═════ Data records ═════
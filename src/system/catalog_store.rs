//! Write-through persistence for the function catalog.
//!
//! Stored functions live in the backend. Built-in functions have no backend
//! record, so their favorite flag and ordering are kept in a local JSON file.

use super::catalog::{
    builtin_functions, CatalogStore, FunctionCatalog, FunctionDescriptor, FunctionDraft,
    FunctionKey, FunctionOrder,
};
use crate::api_client::{ApiClient, FunctionRequest};
use crate::error::ApiError;
use anyhow::Result;
use serde::{Deserialize, Serialize};
use std::collections::BTreeMap;
use std::fs;
use std::path::{Path, PathBuf};
use tracing::{debug, warn};

#[derive(Debug, Clone, Default, PartialEq, Eq, Serialize, Deserialize)]
pub struct BuiltinPreference {
    #[serde(default)]
    pub favorited: bool,
    #[serde(default, skip_serializing_if = "Option::is_none")]
    pub category: Option<String>,
    #[serde(default, skip_serializing_if = "Option::is_none")]
    pub category_order: Option<i32>,
    #[serde(default, skip_serializing_if = "Option::is_none")]
    pub display_order: Option<i32>,
}

/// Per-name preferences for the built-in functions.
#[derive(Debug, Clone, Default, PartialEq, Eq, Serialize, Deserialize)]
pub struct BuiltinPreferences {
    #[serde(default)]
    pub functions: BTreeMap<String, BuiltinPreference>,
}

impl BuiltinPreferences {
    pub fn load(path: &Path) -> Result<Self> {
        if !path.exists() {
            return Ok(Self::default());
        }
        let contents = fs::read_to_string(path)?;
        Ok(serde_json::from_str(&contents)?)
    }

    pub fn save(&self, path: &Path) -> Result<()> {
        if let Some(parent) = path.parent() {
            fs::create_dir_all(parent)?;
        }
        fs::write(path, serde_json::to_string_pretty(self)?)?;
        Ok(())
    }

    /// Built-in functions with these preferences applied.
    pub fn apply(&self, mut functions: Vec<FunctionDescriptor>) -> Vec<FunctionDescriptor> {
        for function in functions.iter_mut() {
            if let Some(pref) = self.functions.get(&function.name) {
                function.is_favorited = pref.favorited;
                if let Some(category) = &pref.category {
                    function.category = category.clone();
                }
                if let Some(order) = pref.category_order {
                    function.category_order = order;
                }
                if let Some(order) = pref.display_order {
                    function.display_order = order;
                }
            }
        }
        functions
    }

    fn entry(&mut self, name: &str) -> &mut BuiltinPreference {
        self.functions.entry(name.to_string()).or_default()
    }
}

/// Catalog store backed by the REST API plus the local preferences file.
pub struct ConsoleCatalogStore {
    api: ApiClient,
    prefs: BuiltinPreferences,
    prefs_path: PathBuf,
}

impl ConsoleCatalogStore {
    pub fn new(api: ApiClient, prefs_path: PathBuf) -> Result<Self> {
        let prefs = BuiltinPreferences::load(&prefs_path)?;
        Ok(Self {
            api,
            prefs,
            prefs_path,
        })
    }

    pub fn api(&self) -> &ApiClient {
        &self.api
    }

    pub fn prefs(&self) -> &BuiltinPreferences {
        &self.prefs
    }

    /// Built-ins plus the stored functions of the active cluster. When the
    /// stored list cannot be fetched the catalog still holds the built-ins
    /// and the error is returned alongside.
    pub fn load_catalog(&self, compact_limit: usize) -> (FunctionCatalog, Option<ApiError>) {
        let system = self.prefs.apply(builtin_functions());

        let (user, error) = match self.api.list_functions() {
            Ok(stored) => (stored.into_iter().map(FunctionDescriptor::from).collect(), None),
            Err(e) => {
                warn!(target: "catalog", "could not load stored functions: {}", e);
                (Vec::new(), Some(e))
            }
        };

        (
            FunctionCatalog::load(system, user).with_compact_limit(compact_limit),
            error,
        )
    }

    fn save_prefs(&self) -> Result<(), ApiError> {
        self.prefs
            .save(&self.prefs_path)
            .map_err(|e| ApiError::Transport(format!("could not save preferences: {}", e)))
    }
}

impl CatalogStore for ConsoleCatalogStore {
    fn create_function(&mut self, draft: &FunctionDraft) -> Result<FunctionDescriptor, ApiError> {
        let stored = self.api.create_function(&FunctionRequest::from_draft(draft))?;
        Ok(FunctionDescriptor::from(stored))
    }

    fn persist_orders(&mut self, orders: &[FunctionOrder]) -> Result<(), ApiError> {
        self.api.update_orders(orders)?;

        let mut touched = false;
        for order in orders {
            if let FunctionKey::Builtin(name) = &order.key {
                let pref = self.prefs.entry(name);
                pref.category = Some(order.category.clone());
                pref.category_order = Some(order.category_order);
                pref.display_order = Some(order.display_order);
                touched = true;
            }
        }
        if touched {
            self.save_prefs()?;
        }
        debug!(target: "catalog", "stored {} orders", orders.len());
        Ok(())
    }

    fn set_favorite(&mut self, key: &FunctionKey, favorited: bool) -> Result<bool, ApiError> {
        match key {
            FunctionKey::Stored(id) => Ok(self.api.toggle_favorite(*id)?.is_favorited),
            FunctionKey::Builtin(name) => {
                self.prefs.entry(name).favorited = favorited;
                self.save_prefs()?;
                Ok(favorited)
            }
        }
    }

    fn update_function(&mut self, function: &FunctionDescriptor) -> Result<(), ApiError> {
        match &function.key {
            FunctionKey::Stored(id) => {
                self.api
                    .update_function(*id, &FunctionRequest::from_descriptor(function))?;
            }
            FunctionKey::Builtin(name) => {
                self.prefs.entry(name).category = Some(function.category.clone());
                self.save_prefs()?;
            }
        }
        Ok(())
    }

    fn delete_function(&mut self, id: i64) -> Result<(), ApiError> {
        self.api.delete_function(id)
    }

    fn delete_category(&mut self, name: &str) -> Result<(), ApiError> {
        self.api.delete_category(name)
    }
}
═════
Task directions =
When you come to the line containing "function.is_favorited = pref.favorited;", give it and stop; before that, repeat each line of the material exactly from the first one.

Finished task =
filename src/system/catalog_store.rs
//! Write-through persistence for the function catalog.
//!
//! Stored functions live in the backend. Built-in functions have no backend
//! record, so their favorite flag and ordering are kept in a local JSON file.

use super::catalog::{
    builtin_functions, CatalogStore, FunctionCatalog, FunctionDescriptor, FunctionDraft,
    FunctionKey, FunctionOrder,
};
use crate::api_client::{ApiClient, FunctionRequest};
use crate::error::ApiError;
use anyhow::Result;
use serde::{Deserialize, Serialize};
use std::collections::BTreeMap;
use std::fs;
use std::path::{Path, PathBuf};
use tracing::{debug, warn};

#[derive(Debug, Clone, Default, PartialEq, Eq, Serialize, Deserialize)]
pub struct BuiltinPreference {
    #[serde(default)]
    pub favorited: bool,
    #[serde(default, skip_serializing_if = "Option::is_none")]
    pub category: Option<String>,
    #[serde(default, skip_serializing_if = "Option::is_none")]
    pub category_order: Option<i32>,
    #[serde(default, skip_serializing_if = "Option::is_none")]
    pub display_order: Option<i32>,
}

/// Per-name preferences for the built-in functions.
#[derive(Debug, Clone, Default, PartialEq, Eq, Serialize, Deserialize)]
pub struct BuiltinPreferences {
    #[serde(default)]
    pub functions: BTreeMap<String, BuiltinPreference>,
}

impl BuiltinPreferences {
    pub fn load(path: &Path) -> Result<Self> {
        if !path.exists() {
            return Ok(Self::default());
        }
        let contents = fs::read_to_string(path)?;
        Ok(serde_json::from_str(&contents)?)
    }

    pub fn save(&self, path: &Path) -> Result<()> {
        if let Some(parent) = path.parent() {
            fs::create_dir_all(parent)?;
        }
        fs::write(path, serde_json::to_string_pretty(self)?)?;
        Ok(())
    }

    /// Built-in functions with these preferences applied.
    pub fn apply(&self, mut functions: Vec<FunctionDescriptor>) -> Vec<FunctionDescriptor> {
        for function in functions.iter_mut() {
            if let Some(pref) = self.functions.get(&function.name) {
                function.is_favorited = pref.favorited;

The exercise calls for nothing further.